//! HTTP-level shapes of the WebDriver protocol.

use std::fmt;
use std::str::FromStr;

use serde::{Deserialize, Serialize};
use serde_json::Value;

/// HTTP methods used by WebDriver commands.
///
/// Comparison is exact: `get` is not `GET`.
#[derive(Debug, Clone, Copy, PartialEq, Eq, Hash, Serialize, Deserialize)]
#[serde(rename_all = "UPPERCASE")]
pub enum Method {
	Get,
	Post,
	Delete,
}

impl Method {
	pub fn as_str(&self) -> &'static str {
		match self {
			Method::Get => "GET",
			Method::Post => "POST",
			Method::Delete => "DELETE",
		}
	}
}

impl fmt::Display for Method {
	fn fmt(&self, f: &mut fmt::Formatter<'_>) -> fmt::Result {
		f.write_str(self.as_str())
	}
}

impl FromStr for Method {
	type Err = String;

	fn from_str(s: &str) -> Result<Self, Self::Err> {
		match s {
			"GET" => Ok(Method::Get),
			"POST" => Ok(Method::Post),
			"DELETE" => Ok(Method::Delete),
			other => Err(format!("unsupported method: {other}")),
		}
	}
}

/// A command relayed verbatim to a remote endpoint.
#[derive(Debug, Clone, PartialEq)]
pub struct ProxyRequest {
	pub method: Method,
	/// Path including the `/session/<id>` prefix.
	pub path: String,
	pub body: Vec<u8>,
}

/// Raw response of a relayed command.
#[derive(Debug, Clone, PartialEq)]
pub struct ProxyResponse {
	pub status: u16,
	pub content_type: Option<String>,
	pub body: Vec<u8>,
}

/// W3C success envelope: `{"value": ...}`.
#[derive(Debug, Clone, PartialEq, Serialize, Deserialize)]
pub struct WireValue {
	pub value: Value,
}

impl WireValue {
	pub fn new(value: impl Into<Value>) -> Self {
		Self {
			value: value.into(),
		}
	}
}

/// W3C error payload carried inside the `value` envelope.
#[derive(Debug, Clone, PartialEq, Serialize, Deserialize)]
pub struct WireError {
	pub error: String,
	pub message: String,
	#[serde(default)]
	pub stacktrace: String,
}

/// Response body of a successful `POST /session`.
#[derive(Debug, Clone, PartialEq, Serialize, Deserialize)]
#[serde(rename_all = "camelCase")]
pub struct NewSessionResponse {
	pub session_id: String,
	pub capabilities: Value,
}
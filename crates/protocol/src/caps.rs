//! Negotiated session capabilities.

use serde::{Deserialize, Serialize};
use serde_json::{Map, Value};

/// Vendor prefix clients may put in front of non-standard capability names.
pub const VENDOR_PREFIX: &str = "appium:";

/// Capability map with unique keys.
///
/// Keys are stored without the [`VENDOR_PREFIX`]; use [`Capabilities::from_map`]
/// to normalize a raw client map.
#[derive(Debug, Clone, Default, PartialEq, Serialize, Deserialize)]
#[serde(transparent)]
pub struct Capabilities(Map<String, Value>);

impl Capabilities {
	pub fn new() -> Self {
		Self::default()
	}

	/// Builds capabilities from a raw map, stripping vendor prefixes.
	///
	/// When both `appium:foo` and `foo` are present the prefixed entry wins.
	pub fn from_map(raw: Map<String, Value>) -> Self {
		let mut plain = Map::new();
		let mut prefixed = Map::new();
		for (key, value) in raw {
			match key.strip_prefix(VENDOR_PREFIX) {
				Some(stripped) => {
					prefixed.insert(stripped.to_string(), value);
				}
				None => {
					plain.insert(key, value);
				}
			}
		}
		plain.extend(prefixed);
		Self(plain)
	}

	pub fn get(&self, key: &str) -> Option<&Value> {
		self.0.get(key)
	}

	/// Returns a non-empty string capability.
	pub fn get_str(&self, key: &str) -> Option<&str> {
		self.0
			.get(key)
			.and_then(Value::as_str)
			.filter(|s| !s.is_empty())
	}

	pub fn get_bool(&self, key: &str) -> Option<bool> {
		self.0.get(key).and_then(Value::as_bool)
	}

	pub fn contains(&self, key: &str) -> bool {
		self.0.get(key).is_some_and(|v| !v.is_null())
	}

	pub fn set(&mut self, key: impl Into<String>, value: impl Into<Value>) {
		self.0.insert(key.into(), value.into());
	}

	/// Inserts `value` only when `key` is absent.
	pub fn set_default(&mut self, key: &str, value: impl Into<Value>) {
		if !self.contains(key) {
			self.0.insert(key.to_string(), value.into());
		}
	}

	pub fn remove(&mut self, key: &str) -> Option<Value> {
		self.0.remove(key)
	}

	/// Overlays `other` on top of `self`; keys from `other` win.
	pub fn merge(&mut self, other: &Capabilities) {
		for (key, value) in &other.0 {
			self.0.insert(key.clone(), value.clone());
		}
	}

	pub fn as_map(&self) -> &Map<String, Value> {
		&self.0
	}

	pub fn into_value(self) -> Value {
		Value::Object(self.0)
	}

	pub fn len(&self) -> usize {
		self.0.len()
	}

	pub fn is_empty(&self) -> bool {
		self.0.is_empty()
	}
}

impl From<Map<String, Value>> for Capabilities {
	fn from(map: Map<String, Value>) -> Self {
		Self::from_map(map)
	}
}

/// Body of a `POST /session` request.
///
/// Accepts both the W3C shape (`capabilities.alwaysMatch` + `firstMatch`) and
/// the legacy `desiredCapabilities` object.
#[derive(Debug, Clone, Default, Serialize, Deserialize)]
#[serde(rename_all = "camelCase")]
pub struct NewSessionPayload {
	#[serde(default, skip_serializing_if = "Option::is_none")]
	pub capabilities: Option<W3cCapabilities>,
	#[serde(default, skip_serializing_if = "Option::is_none")]
	pub desired_capabilities: Option<Map<String, Value>>,
}

/// W3C capability request.
#[derive(Debug, Clone, Default, Serialize, Deserialize)]
#[serde(rename_all = "camelCase")]
pub struct W3cCapabilities {
	#[serde(default)]
	pub always_match: Map<String, Value>,
	#[serde(default)]
	pub first_match: Vec<Map<String, Value>>,
}

impl NewSessionPayload {
	/// Flattens the payload into one capability map.
	///
	/// Only the first `firstMatch` entry is considered; W3C values override
	/// legacy desired capabilities.
	pub fn merged(&self) -> Capabilities {
		let mut raw = self.desired_capabilities.clone().unwrap_or_default();
		if let Some(w3c) = &self.capabilities {
			raw.extend(w3c.always_match.clone());
			if let Some(first) = w3c.first_match.first() {
				raw.extend(first.clone());
			}
		}
		Capabilities::from_map(raw)
	}
}
//! Device selection and emulator boot.

use std::path::PathBuf;
use std::process::Stdio;
use std::sync::Arc;
use std::time::{Duration, Instant};

use async_trait::async_trait;
use spresso_protocol::SessionOptions;
use tokio::process::Command;
use tracing::{debug, info};

use super::{Adb, AdbServer, ConnectedDevice, DEFAULT_ADB_EXEC_TIMEOUT_MS, Sdk, Tool, exec_tool};
use crate::device::{DeviceConnector, DeviceControl, DeviceTarget};
use crate::error::{Error, Result};
use crate::server::KeystoreConfig;

/// How long a freshly launched emulator may take to show up and boot.
pub const AVD_LAUNCH_TIMEOUT_MS: u64 = 120_000;

/// How long `emu kill` may take until the device disappears.
pub const AVD_KILL_TIMEOUT_MS: u64 = 60_000;

const POLL_INTERVAL: Duration = Duration::from_secs(1);

/// [`DeviceConnector`] using the adb server and the SDK emulator.
#[derive(Debug, Clone, Default)]
pub struct AdbConnector {
	sdk: Sdk,
	/// Explicit adb binary; located through the SDK when unset.
	adb: Option<PathBuf>,
}

impl AdbConnector {
	pub fn new(sdk: Sdk, adb: Option<PathBuf>) -> Self {
		Self { sdk, adb }
	}

	fn server(&self, opts: &SessionOptions) -> Result<AdbServer> {
		let executable = match &self.adb {
			Some(path) => path.clone(),
			None => self.sdk.locate(Tool::Adb)?,
		};
		Ok(AdbServer {
			executable,
			host: opts.remote_adb_host.clone(),
			port: opts.adb_port(),
		})
	}

	async fn online_devices(&self, server: &AdbServer) -> Result<Vec<ConnectedDevice>> {
		Ok(server
			.devices()
			.await?
			.into_iter()
			.filter(ConnectedDevice::is_online)
			.collect())
	}

	async fn running_avd(&self, server: &AdbServer, avd: &str) -> Result<Option<ConnectedDevice>> {
		for device in self.online_devices(server).await? {
			if device.emulator_port().is_none() {
				continue;
			}
			let args = server.command(Some(&device.udid), &["emu", "avd", "name"]);
			let Ok(output) = exec_tool(&server.executable, &args, DEFAULT_ADB_EXEC_TIMEOUT_MS).await else {
				continue;
			};
			if output.lines().next().map(str::trim) == Some(avd) {
				return Ok(Some(device));
			}
		}
		Ok(None)
	}

	async fn launch_avd(&self, server: &AdbServer, avd: &str, opts: &SessionOptions) -> Result<ConnectedDevice> {
		let emulator = self.sdk.locate(Tool::Emulator)?;
		let mut args = vec!["-avd".to_string(), avd.to_string()];
		if let Some(port) = opts.emulator_port {
			args.push("-port".to_string());
			args.push(port.to_string());
		}
		if let Some(extra) = opts.avd_args.as_deref() {
			args.extend(extra.split_whitespace().map(str::to_string));
		}
		info!(target = "spresso.adb", avd, args = %args.join(" "), "launching emulator");
		Command::new(&emulator)
			.args(&args)
			.stdin(Stdio::null())
			.stdout(Stdio::null())
			.stderr(Stdio::null())
			.spawn()?;

		let deadline = Instant::now() + Duration::from_millis(AVD_LAUNCH_TIMEOUT_MS);
		let device = loop {
			if let Some(device) = self.running_avd(server, avd).await? {
				break device;
			}
			if Instant::now() >= deadline {
				return Err(Error::DeviceUnavailable(format!(
					"emulator '{avd}' was not detected within {AVD_LAUNCH_TIMEOUT_MS}ms"
				)));
			}
			tokio::time::sleep(POLL_INTERVAL).await;
		};

		let boot_args = server.command(Some(&device.udid), &["shell", "getprop", "sys.boot_completed"]);
		loop {
			let booted = exec_tool(&server.executable, &boot_args, DEFAULT_ADB_EXEC_TIMEOUT_MS)
				.await
				.map(|out| out.trim() == "1")
				.unwrap_or(false);
			if booted {
				info!(target = "spresso.adb", avd, udid = %device.udid, "emulator booted");
				return Ok(device);
			}
			if Instant::now() >= deadline {
				return Err(Error::DeviceUnavailable(format!(
					"emulator '{avd}' did not finish booting within {AVD_LAUNCH_TIMEOUT_MS}ms"
				)));
			}
			tokio::time::sleep(POLL_INTERVAL).await;
		}
	}

	async fn matches_platform_version(&self, server: &AdbServer, udid: &str, version: &str) -> bool {
		let args = server.command(Some(udid), &["shell", "getprop", "ro.build.version.release"]);
		exec_tool(&server.executable, &args, DEFAULT_ADB_EXEC_TIMEOUT_MS)
			.await
			.map(|release| release.trim().starts_with(version))
			.unwrap_or(false)
	}
}

#[async_trait]
impl DeviceConnector for AdbConnector {
	async fn resolve(&self, opts: &SessionOptions) -> Result<DeviceTarget> {
		let server = self.server(opts)?;

		if let Some(avd) = opts.avd.as_deref() {
			let avd = avd.trim_start_matches('@');
			if let Some(device) = self.running_avd(&server, avd).await? {
				debug!(target = "spresso.adb", avd, udid = %device.udid, "reusing running emulator");
				return Ok(DeviceTarget {
					emulator_port: device.emulator_port(),
					udid: device.udid,
					booted_avd: None,
				});
			}
			let device = self.launch_avd(&server, avd, opts).await?;
			return Ok(DeviceTarget {
				emulator_port: device.emulator_port(),
				udid: device.udid,
				booted_avd: Some(avd.to_string()),
			});
		}

		let devices = self.online_devices(&server).await?;
		if let Some(udid) = opts.udid.as_deref() {
			return devices
				.into_iter()
				.find(|device| device.udid == udid)
				.map(|device| DeviceTarget {
					emulator_port: device.emulator_port().or(opts.emulator_port),
					udid: device.udid,
					booted_avd: None,
				})
				.ok_or_else(|| Error::DeviceUnavailable(format!("Device {udid} was not in the list of connected devices")));
		}

		for device in devices {
			if let Some(version) = opts.platform_version.as_deref() {
				if !self.matches_platform_version(&server, &device.udid, version).await {
					continue;
				}
			}
			return Ok(DeviceTarget {
				emulator_port: device.emulator_port(),
				udid: device.udid,
				booted_avd: None,
			});
		}
		Err(Error::DeviceUnavailable(
			"Could not find a connected Android device".to_string(),
		))
	}

	async fn connect(&self, target: &DeviceTarget, opts: &SessionOptions) -> Result<Arc<dyn DeviceControl>> {
		let server = self.server(opts)?;
		let keystore = opts
			.use_keystore
			.then(|| opts.keystore_path.as_ref())
			.flatten()
			.map(|path| KeystoreConfig {
				path: PathBuf::from(path),
				password: opts.keystore_password.clone(),
				alias: opts.key_alias.clone(),
				key_password: opts.key_password.clone(),
			});
		let adb = Adb::new(server, target.udid.clone())
			.with_sdk(self.sdk.clone())
			.with_keystore(keystore);
		Ok(Arc::new(adb))
	}
}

Exercise requirements ::
Pick every line from the listing holding the string "relayed", and copy it.

Task output ::
/// A command relayed verbatim to a remote endpoint.
/// Raw response of a relayed command.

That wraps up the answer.